§ **What the task asks**
Tell how many lines contain the string "struct" in the material underneath; the reply is that number and no more.
*** Opening of Record set ***
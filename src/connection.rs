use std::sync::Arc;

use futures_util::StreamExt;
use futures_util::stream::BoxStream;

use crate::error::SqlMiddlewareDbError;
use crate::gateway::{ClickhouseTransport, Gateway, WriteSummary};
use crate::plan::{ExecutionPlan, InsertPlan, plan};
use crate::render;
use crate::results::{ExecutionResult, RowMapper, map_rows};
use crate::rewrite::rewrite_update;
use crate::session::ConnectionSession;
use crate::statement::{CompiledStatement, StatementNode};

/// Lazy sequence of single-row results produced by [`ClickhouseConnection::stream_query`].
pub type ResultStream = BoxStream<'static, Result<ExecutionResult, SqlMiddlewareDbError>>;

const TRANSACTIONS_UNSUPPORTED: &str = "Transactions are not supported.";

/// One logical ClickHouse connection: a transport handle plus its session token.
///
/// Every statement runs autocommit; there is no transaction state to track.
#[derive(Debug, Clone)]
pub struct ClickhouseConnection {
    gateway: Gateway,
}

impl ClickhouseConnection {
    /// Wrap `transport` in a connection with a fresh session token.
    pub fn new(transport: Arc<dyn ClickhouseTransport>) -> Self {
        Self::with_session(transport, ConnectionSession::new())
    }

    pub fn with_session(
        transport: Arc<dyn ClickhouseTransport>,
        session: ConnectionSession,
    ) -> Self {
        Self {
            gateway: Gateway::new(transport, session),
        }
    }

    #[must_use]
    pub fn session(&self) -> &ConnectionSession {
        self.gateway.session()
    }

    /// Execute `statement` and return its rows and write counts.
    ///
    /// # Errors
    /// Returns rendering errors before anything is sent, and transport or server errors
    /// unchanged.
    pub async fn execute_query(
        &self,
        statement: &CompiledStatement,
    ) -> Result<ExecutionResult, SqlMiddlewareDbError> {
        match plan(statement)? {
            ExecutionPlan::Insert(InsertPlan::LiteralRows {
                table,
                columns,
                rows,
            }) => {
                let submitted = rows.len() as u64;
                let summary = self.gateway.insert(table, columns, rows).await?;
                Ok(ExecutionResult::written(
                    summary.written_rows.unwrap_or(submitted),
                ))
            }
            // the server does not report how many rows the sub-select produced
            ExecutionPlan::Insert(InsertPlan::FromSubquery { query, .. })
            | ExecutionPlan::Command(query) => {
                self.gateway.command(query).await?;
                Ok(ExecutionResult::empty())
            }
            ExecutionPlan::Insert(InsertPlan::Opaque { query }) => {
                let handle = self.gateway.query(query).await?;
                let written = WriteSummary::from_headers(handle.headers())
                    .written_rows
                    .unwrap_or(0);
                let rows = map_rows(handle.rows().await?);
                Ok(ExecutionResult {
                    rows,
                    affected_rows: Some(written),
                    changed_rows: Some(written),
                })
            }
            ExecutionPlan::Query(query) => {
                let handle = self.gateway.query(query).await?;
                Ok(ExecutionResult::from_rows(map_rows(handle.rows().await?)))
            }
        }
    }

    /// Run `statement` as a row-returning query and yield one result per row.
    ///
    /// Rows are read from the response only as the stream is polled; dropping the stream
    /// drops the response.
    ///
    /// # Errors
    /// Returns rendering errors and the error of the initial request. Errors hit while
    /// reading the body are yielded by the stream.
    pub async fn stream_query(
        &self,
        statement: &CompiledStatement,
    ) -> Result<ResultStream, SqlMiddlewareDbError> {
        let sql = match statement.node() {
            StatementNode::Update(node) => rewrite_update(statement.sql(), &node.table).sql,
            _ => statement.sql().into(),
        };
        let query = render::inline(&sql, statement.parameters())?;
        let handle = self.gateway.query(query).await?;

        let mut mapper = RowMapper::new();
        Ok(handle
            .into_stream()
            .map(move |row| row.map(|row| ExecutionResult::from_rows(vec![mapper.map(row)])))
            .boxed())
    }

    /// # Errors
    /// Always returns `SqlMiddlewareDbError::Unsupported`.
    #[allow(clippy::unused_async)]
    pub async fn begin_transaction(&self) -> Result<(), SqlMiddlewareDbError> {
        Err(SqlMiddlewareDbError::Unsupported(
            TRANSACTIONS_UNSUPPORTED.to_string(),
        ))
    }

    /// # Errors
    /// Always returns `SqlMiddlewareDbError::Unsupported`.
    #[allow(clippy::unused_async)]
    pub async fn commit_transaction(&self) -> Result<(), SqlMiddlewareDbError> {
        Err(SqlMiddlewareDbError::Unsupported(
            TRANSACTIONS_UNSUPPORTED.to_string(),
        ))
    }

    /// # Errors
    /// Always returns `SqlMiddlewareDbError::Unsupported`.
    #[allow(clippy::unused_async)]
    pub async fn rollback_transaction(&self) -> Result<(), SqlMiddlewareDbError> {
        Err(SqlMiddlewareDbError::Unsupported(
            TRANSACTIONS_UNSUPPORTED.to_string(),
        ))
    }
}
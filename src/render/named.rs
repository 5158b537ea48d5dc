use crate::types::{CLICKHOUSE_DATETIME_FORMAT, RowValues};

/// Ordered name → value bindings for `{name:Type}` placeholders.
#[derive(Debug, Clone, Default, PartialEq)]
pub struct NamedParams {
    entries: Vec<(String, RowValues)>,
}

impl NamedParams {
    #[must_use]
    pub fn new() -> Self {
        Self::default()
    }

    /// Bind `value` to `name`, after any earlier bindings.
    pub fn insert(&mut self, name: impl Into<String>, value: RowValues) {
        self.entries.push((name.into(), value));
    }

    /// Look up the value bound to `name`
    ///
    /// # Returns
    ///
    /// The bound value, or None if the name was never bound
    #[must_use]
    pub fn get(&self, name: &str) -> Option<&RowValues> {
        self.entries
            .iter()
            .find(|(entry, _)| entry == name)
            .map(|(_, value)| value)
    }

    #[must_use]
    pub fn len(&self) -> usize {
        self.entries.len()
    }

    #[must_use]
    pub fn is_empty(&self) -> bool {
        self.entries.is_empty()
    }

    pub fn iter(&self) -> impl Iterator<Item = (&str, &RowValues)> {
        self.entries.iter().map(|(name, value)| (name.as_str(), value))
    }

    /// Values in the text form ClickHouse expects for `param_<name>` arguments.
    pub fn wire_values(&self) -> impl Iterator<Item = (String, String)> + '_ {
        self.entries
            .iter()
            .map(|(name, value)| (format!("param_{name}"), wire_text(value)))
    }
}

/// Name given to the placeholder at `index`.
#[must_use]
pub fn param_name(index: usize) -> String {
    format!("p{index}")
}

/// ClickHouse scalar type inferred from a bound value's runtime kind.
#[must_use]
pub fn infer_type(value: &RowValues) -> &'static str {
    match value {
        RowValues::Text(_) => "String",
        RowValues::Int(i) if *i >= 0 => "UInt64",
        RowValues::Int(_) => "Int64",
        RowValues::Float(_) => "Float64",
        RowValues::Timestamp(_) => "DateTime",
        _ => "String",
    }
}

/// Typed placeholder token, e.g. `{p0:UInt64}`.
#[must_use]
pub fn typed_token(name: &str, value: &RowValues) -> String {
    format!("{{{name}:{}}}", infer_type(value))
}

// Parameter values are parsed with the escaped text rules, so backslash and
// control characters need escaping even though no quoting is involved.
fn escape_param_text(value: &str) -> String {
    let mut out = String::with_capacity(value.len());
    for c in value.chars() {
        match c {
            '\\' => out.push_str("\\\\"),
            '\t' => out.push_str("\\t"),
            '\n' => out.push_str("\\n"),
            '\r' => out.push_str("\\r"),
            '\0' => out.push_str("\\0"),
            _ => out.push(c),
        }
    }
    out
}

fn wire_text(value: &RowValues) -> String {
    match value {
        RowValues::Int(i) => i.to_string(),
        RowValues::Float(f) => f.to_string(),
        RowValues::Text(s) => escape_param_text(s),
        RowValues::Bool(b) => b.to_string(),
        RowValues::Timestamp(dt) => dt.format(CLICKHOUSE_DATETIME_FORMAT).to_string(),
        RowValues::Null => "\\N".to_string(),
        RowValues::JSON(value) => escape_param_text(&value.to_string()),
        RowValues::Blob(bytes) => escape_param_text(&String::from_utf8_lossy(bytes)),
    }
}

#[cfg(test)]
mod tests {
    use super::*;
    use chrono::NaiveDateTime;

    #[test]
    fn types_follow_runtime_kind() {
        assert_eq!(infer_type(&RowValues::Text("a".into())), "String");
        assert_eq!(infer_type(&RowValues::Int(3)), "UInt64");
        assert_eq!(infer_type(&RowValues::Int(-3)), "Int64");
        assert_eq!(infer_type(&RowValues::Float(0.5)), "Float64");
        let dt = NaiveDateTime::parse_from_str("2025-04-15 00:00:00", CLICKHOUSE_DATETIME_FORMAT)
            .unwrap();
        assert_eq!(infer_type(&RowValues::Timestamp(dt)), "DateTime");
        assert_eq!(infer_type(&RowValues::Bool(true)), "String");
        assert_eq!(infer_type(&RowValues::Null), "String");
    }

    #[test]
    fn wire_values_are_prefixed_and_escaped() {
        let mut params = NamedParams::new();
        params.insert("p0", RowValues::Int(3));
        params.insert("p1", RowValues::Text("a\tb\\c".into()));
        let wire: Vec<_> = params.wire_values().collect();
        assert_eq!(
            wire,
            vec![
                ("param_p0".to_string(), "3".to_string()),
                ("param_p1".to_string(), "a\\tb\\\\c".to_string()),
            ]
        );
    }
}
*** Close of Record set ***
§ **Task answer**
2